■ WHAT TO DO
Scan the material below for "limit", then return each line that contains it.

↓

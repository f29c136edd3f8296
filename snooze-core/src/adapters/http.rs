//! Hack or Snooze HTTP client
//!
//! Talks to the public Hack or Snooze REST API:
//! - GET/POST /stories, DELETE /stories/{id}
//! - POST /signup, POST /login, GET /users/{username}
//! - POST/DELETE /users/{username}/favorites/{storyId}

use std::time::Duration;

use reqwest::blocking::{Client, RequestBuilder, Response};
use serde::de::DeserializeOwned;
use serde::{Deserialize, Serialize};
use url::Url;

use crate::domain::result::{Error, Result};
use crate::domain::{AuthResponse, NewStory, Story, UserRecord};
use crate::ports::StoryApi;

// =============================================================================
// Wire models
// =============================================================================

#[derive(Debug, Deserialize)]
struct StoriesResponse {
    stories: Vec<Story>,
}

#[derive(Debug, Deserialize)]
struct StoryResponse {
    story: Story,
}

#[derive(Debug, Deserialize)]
struct UserResponse {
    user: UserRecord,
}

#[derive(Debug, Serialize)]
struct CreateStoryRequest<'a> {
    token: &'a str,
    story: &'a NewStory,
}

#[derive(Debug, Serialize)]
struct TokenRequest<'a> {
    token: &'a str,
}

#[derive(Debug, Serialize)]
struct Credentials<'a> {
    username: &'a str,
    password: &'a str,
    #[serde(skip_serializing_if = "Option::is_none")]
    name: Option<&'a str>,
}

#[derive(Debug, Serialize)]
struct CredentialsRequest<'a> {
    user: Credentials<'a>,
}

/// Error body: `{ "error": { "status": 401, "title": "...", "message": "..." } }`
#[derive(Debug, Deserialize)]
struct ErrorResponse {
    error: ErrorBody,
}

#[derive(Debug, Deserialize)]
struct ErrorBody {
    #[serde(default)]
    title: Option<String>,
    #[serde(default)]
    message: Option<String>,
}

// =============================================================================
// HTTP client
// =============================================================================

/// Default production API URL
pub const DEFAULT_BASE_URL: &str = "https://hack-or-snooze-v3.herokuapp.com";

const REQUEST_TIMEOUT_SECS: u64 = 30;

/// Blocking HTTP implementation of [`StoryApi`]
#[derive(Debug)]
pub struct HttpStoryApi {
    client: Client,
    base_url: String,
    base: Url,
}

impl HttpStoryApi {
    /// Create a client against the production API
    pub fn new() -> Result<Self> {
        Self::new_with_base_url(DEFAULT_BASE_URL)
    }

    /// Create a client against a custom base URL (staging, mock server)
    pub fn new_with_base_url(base_url: &str) -> Result<Self> {
        if base_url.trim().is_empty() {
            return Err(Error::Config("API base URL cannot be empty".to_string()));
        }

        let base_url = base_url.trim().trim_end_matches('/').to_string();
        let base = Url::parse(&base_url)
            .map_err(|e| Error::Config(format!("Invalid API base URL '{}': {}", base_url, e)))?;
        if base.cannot_be_a_base() {
            return Err(Error::Config(format!(
                "API base URL '{}' cannot carry a path",
                base_url
            )));
        }

        let client = Client::builder()
            .timeout(Duration::from_secs(REQUEST_TIMEOUT_SECS))
            .build()
            .map_err(|e| Error::network(format!("Failed to create HTTP client: {}", e)))?;

        Ok(Self {
            client,
            base_url,
            base,
        })
    }

    pub fn base_url(&self) -> &str {
        &self.base_url
    }

    /// Endpoint URL with each segment percent-encoded
    ///
    /// Usernames and story ids go in as single segments, so `#`, `?` or `/`
    /// inside them cannot change the route or the query string.
    fn url(&self, segments: &[&str]) -> Url {
        let mut url = self.base.clone();
        if let Ok(mut path) = url.path_segments_mut() {
            path.pop_if_empty().extend(segments);
        }
        url
    }

    /// Send a request and decode a JSON body
    fn send_json<T: DeserializeOwned>(&self, request: RequestBuilder) -> Result<T> {
        let response = self.send(request)?;
        response
            .json::<T>()
            .map_err(|e| Error::Other(format!("Failed to parse API response: {}", e)))
    }

    /// Send a request, discarding the body on success
    fn send_unit(&self, request: RequestBuilder) -> Result<()> {
        self.send(request).map(|_| ())
    }

    fn send(&self, request: RequestBuilder) -> Result<Response> {
        let response = request.send().map_err(map_request_error)?;
        check_response_status(response)
    }
}

/// Map transport errors to user-friendly messages
fn map_request_error(error: reqwest::Error) -> Error {
    if error.is_timeout() {
        Error::network(format!(
            "Connection timed out after {} seconds",
            REQUEST_TIMEOUT_SECS
        ))
    } else if error.is_connect() {
        Error::network("Unable to connect to the Hack or Snooze API")
    } else {
        Error::network(format!("Request failed: {}", error))
    }
}

/// Turn a non-2xx response into a typed error, using the server message when present
fn check_response_status(response: Response) -> Result<Response> {
    let status = response.status();
    if status.is_success() {
        return Ok(response);
    }

    let fallback = status
        .canonical_reason()
        .unwrap_or("Unexpected response")
        .to_string();
    let message = response
        .text()
        .ok()
        .and_then(|body| serde_json::from_str::<ErrorResponse>(&body).ok())
        .and_then(|e| e.error.message.or(e.error.title))
        .unwrap_or(fallback);

    Err(Error::from_status(status.as_u16(), message))
}

impl StoryApi for HttpStoryApi {
    fn name(&self) -> &str {
        "http"
    }

    fn get_stories(&self) -> Result<Vec<Story>> {
        let body: StoriesResponse = self.send_json(self.client.get(self.url(&["stories"])))?;
        Ok(body.stories)
    }

    fn create_story(&self, token: &str, story: &NewStory) -> Result<Story> {
        let request = self
            .client
            .post(self.url(&["stories"]))
            .json(&CreateStoryRequest { token, story });
        let body: StoryResponse = self.send_json(request)?;
        Ok(body.story)
    }

    fn delete_story(&self, token: &str, story_id: &str) -> Result<()> {
        let request = self
            .client
            .delete(self.url(&["stories", story_id]))
            .json(&TokenRequest { token });
        self.send_unit(request)
    }

    fn signup(&self, username: &str, password: &str, name: &str) -> Result<AuthResponse> {
        let request = self.client.post(self.url(&["signup"])).json(&CredentialsRequest {
            user: Credentials {
                username,
                password,
                name: Some(name),
            },
        });
        self.send_json(request)
    }

    fn login(&self, username: &str, password: &str) -> Result<AuthResponse> {
        let request = self.client.post(self.url(&["login"])).json(&CredentialsRequest {
            user: Credentials {
                username,
                password,
                name: None,
            },
        });
        self.send_json(request)
    }

    fn get_user(&self, token: &str, username: &str) -> Result<UserRecord> {
        let request = self
            .client
            .get(self.url(&["users", username]))
            .query(&[("token", token)]);
        let body: UserResponse = self.send_json(request)?;
        Ok(body.user)
    }

    fn add_favorite(&self, token: &str, username: &str, story_id: &str) -> Result<()> {
        let request = self
            .client
            .post(self.url(&["users", username, "favorites", story_id]))
            .query(&[("token", token)]);
        self.send_unit(request)
    }

    fn remove_favorite(&self, token: &str, username: &str, story_id: &str) -> Result<()> {
        let request = self
            .client
            .delete(self.url(&["users", username, "favorites", story_id]))
            .query(&[("token", token)]);
        self.send_unit(request)
    }
}

// =============================================================================
// Tests
// =============================================================================
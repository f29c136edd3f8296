//! Story commands - list, submit and delete stories

use anyhow::Result;
use colored::Colorize;
use dialoguer::{Confirm, Input};
use snooze_core::NewStory;

use super::{fetch_stories, get_context, require_user};
use crate::output;

/// List the story feed
pub fn run_list(limit: Option<usize>, json: bool) -> Result<()> {
    let ctx = get_context()?;
    let stories = fetch_stories(&ctx, !json)?;
    let user = ctx.current_user();

    let shown: Vec<_> = stories.iter().take(limit.unwrap_or(usize::MAX)).collect();

    if json {
        println!("{}", serde_json::to_string_pretty(&shown)?);
        return Ok(());
    }

    if shown.is_empty() {
        println!("No stories yet. Be the first with 'snz submit'.");
        return Ok(());
    }

    println!("{}", output::story_table(shown, user.as_ref()));
    if user.is_none() {
        println!("{}", "Log in to see and manage your favorites.".dimmed());
    }
    Ok(())
}

/// List stories posted by the logged-in user
pub fn run_mine(json: bool) -> Result<()> {
    let ctx = get_context()?;
    let user = require_user(&ctx)?;

    if json {
        println!("{}", serde_json::to_string_pretty(&user.own_stories)?);
        return Ok(());
    }

    if user.own_stories.is_empty() {
        println!("You haven't posted any stories yet.");
        return Ok(());
    }

    println!("{}", output::story_table(&user.own_stories, Some(&user)));
    Ok(())
}

fn prompt_if_missing(value: Option<String>, prompt: &str) -> Result<String> {
    if let Some(v) = value {
        return Ok(v);
    }
    let v: String = Input::new().with_prompt(prompt).interact_text()?;
    Ok(v)
}

/// Submit a new story as the logged-in user
pub fn run_submit(
    title: Option<String>,
    author: Option<String>,
    url: Option<String>,
    json: bool,
) -> Result<()> {
    let ctx = get_context()?;
    let mut user = require_user(&ctx)?;
    let mut stories = fetch_stories(&ctx, !json)?;

    let new_story = NewStory::new(
        prompt_if_missing(title, "Title")?,
        prompt_if_missing(author, "Author")?,
        prompt_if_missing(url, "URL")?,
    );

    let story = ctx.story_service.add_story(&mut stories, &user, new_story)?;
    user.add_my_story(story.clone());

    if json {
        println!("{}", serde_json::to_string_pretty(&story)?);
    } else {
        output::success(&format!(
            "Submitted '{}' ({})",
            story.title,
            output::display_host(&story)
        ));
        println!("  ID: {}", story.story_id.dimmed());
    }
    Ok(())
}

/// Delete one of the logged-in user's stories
pub fn run_delete(story_id: &str, force: bool) -> Result<()> {
    let ctx = get_context()?;
    let mut user = require_user(&ctx)?;
    let mut stories = fetch_stories(&ctx, true)?;

    if !user.is_own_story(story_id) {
        anyhow::bail!("Story '{}' is not one of your stories", story_id);
    }

    let title = user
        .own_stories
        .iter()
        .find(|s| s.story_id == story_id)
        .map(|s| s.title.clone())
        .unwrap_or_default();

    if !force {
        println!("\n{}", format!("This will delete '{}'.", title).yellow());
        if !Confirm::new()
            .with_prompt("Are you sure?")
            .default(false)
            .interact()?
        {
            println!("{}\n", "Cancelled".dimmed());
            return Ok(());
        }
    }

    ctx.story_service.remove_story(&mut stories, &user, story_id)?;
    user.remove_my_story(story_id);

    output::success(&format!("Deleted '{}'", title));
    Ok(())
}
//! Account commands - signup, login, logout and whoami

use std::env;

use anyhow::Result;
use colored::Colorize;
use dialoguer::{Input, Password};
use snooze_core::config::Config;
use snooze_core::{SnoozeContext, User};

use super::{get_context, get_snooze_dir};
use crate::output;

/// Get a value from its flag or prompt for it
fn get_or_prompt(flag: Option<String>, prompt: &str) -> Result<String> {
    if let Some(v) = flag {
        return Ok(v);
    }
    let v: String = Input::new().with_prompt(prompt).interact_text()?;
    Ok(v)
}

/// Get password from --password flag, SNOOZE_PASSWORD env var, or prompt
fn get_password_or_prompt(password_flag: Option<String>, confirm: bool) -> Result<String> {
    if let Some(p) = password_flag {
        return Ok(p);
    }

    if let Ok(p) = env::var("SNOOZE_PASSWORD") {
        return Ok(p);
    }

    let mut prompt = Password::new().with_prompt("Password");
    if confirm {
        prompt = prompt.with_confirmation("Confirm password", "Passwords do not match");
    }
    Ok(prompt.interact()?)
}

/// Persist the session so later commands start logged in
fn remember(ctx: &SnoozeContext, user: &User) -> Result<()> {
    let snooze_dir = get_snooze_dir()?;
    let mut config = ctx.config.clone();
    config.store_session(&user.username, &user.login_token);
    config.save(&snooze_dir)
}

pub fn run_signup(
    username: Option<String>,
    name: Option<String>,
    password: Option<String>,
) -> Result<()> {
    let ctx = get_context()?;
    let username = get_or_prompt(username, "Username")?;
    let name = get_or_prompt(name, "Name")?;
    let password = get_password_or_prompt(password, true)?;

    let user = ctx.user_service.signup(&username, &password, &name)?;
    remember(&ctx, &user)?;

    output::success(&format!("Welcome, {}! Account '{}' created.", user.name, user.username));
    Ok(())
}

pub fn run_login(username: Option<String>, password: Option<String>) -> Result<()> {
    let ctx = get_context()?;
    let username = get_or_prompt(username, "Username")?;
    let password = get_password_or_prompt(password, false)?;

    let user = ctx.user_service.login(&username, &password)?;
    remember(&ctx, &user)?;

    output::success(&format!("Logged in as {}", user.username));
    Ok(())
}

pub fn run_logout() -> Result<()> {
    let snooze_dir = get_snooze_dir()?;
    let mut config = Config::load(&snooze_dir)?;

    if config.session.is_none() {
        output::info("Not logged in");
        return Ok(());
    }

    config.clear_session();
    config.save(&snooze_dir)?;
    output::success("Logged out");
    Ok(())
}

pub fn run_whoami(json: bool) -> Result<()> {
    let ctx = get_context()?;
    let user = ctx.current_user();

    if json {
        println!("{}", serde_json::to_string_pretty(&user)?);
        return Ok(());
    }

    match user {
        Some(user) => {
            println!("{} ({})", user.username.bold(), user.name);
            println!(
                "  Member since: {}",
                user.created_at.format("%Y-%m-%d")
            );
            println!("  Stories: {}", user.own_stories.len());
            println!("  Favorites: {}", user.favorites.len());
            if ctx.config.demo_mode {
                println!("  {}", "Demo mode".yellow());
            }
        }
        None if ctx.config.session.is_some() => {
            output::warning("Saved session is no longer valid. Run 'snz login' again.");
        }
        None => println!("Not logged in"),
    }
    Ok(())
}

↑

■ FINAL ANSWER
pub fn run_list(limit: Option<usize>, json: bool) -> Result<()> {
    let shown: Vec<_> = stories.iter().take(limit.unwrap_or(usize::MAX)).collect();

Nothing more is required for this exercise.